* _EXERCISE_: Your answer should be the records, restated word for word.

□ □ □ □

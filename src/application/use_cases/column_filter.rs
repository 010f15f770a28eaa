// ============================================================
// COLUMN FILTER
// ============================================================
// Shrinks each record to the columns the update cares about: the
// mapped source columns plus the academic-year column, which must
// survive even when it is not itself mapped to an indicator.

use std::collections::HashMap;

use crate::domain::record::RowRecord;

pub fn filter_columns(
    rows: &[RowRecord],
    column_mapping: &HashMap<String, String>,
    year_column: &str,
) -> Vec<RowRecord> {
    rows.iter()
        .map(|row| {
            row.iter()
                .filter(|(name, _)| column_mapping.contains_key(*name) || *name == year_column)
                .map(|(name, value)| (name.clone(), value.clone()))
                .collect()
        })
        .collect()
}
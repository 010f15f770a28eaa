#[path = "config/mod.rs"]
pub mod config_mod;
pub use config_mod as config;
pub mod db;
pub mod decode;
pub mod storage;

□ □ □ □

* _RESPONSE TO THIS TASK_:
filename src/application/use_cases/column_filter.rs
repository 010f15f770a28eaa
// ============================================================
// COLUMN FILTER
// ============================================================
// Shrinks each record to the columns the update cares about: the
// mapped source columns plus the academic-year column, which must
// survive even when it is not itself mapped to an indicator.

use std::collections::HashMap;

use crate::domain::record::RowRecord;

pub fn filter_columns(
    rows: &[RowRecord],
    column_mapping: &HashMap<String, String>,
    year_column: &str,
) -> Vec<RowRecord> {
    rows.iter()
        .map(|row| {
            row.iter()
                .filter(|(name, _)| column_mapping.contains_key(*name) || *name == year_column)
                .map(|(name, value)| (name.clone(), value.clone()))
                .collect()
        })
        .collect()
}
repository 010f15f770a28eaa
#[path = "config/mod.rs"]
pub mod config_mod;
pub use config_mod as config;
pub mod db;
pub mod decode;
pub mod storage;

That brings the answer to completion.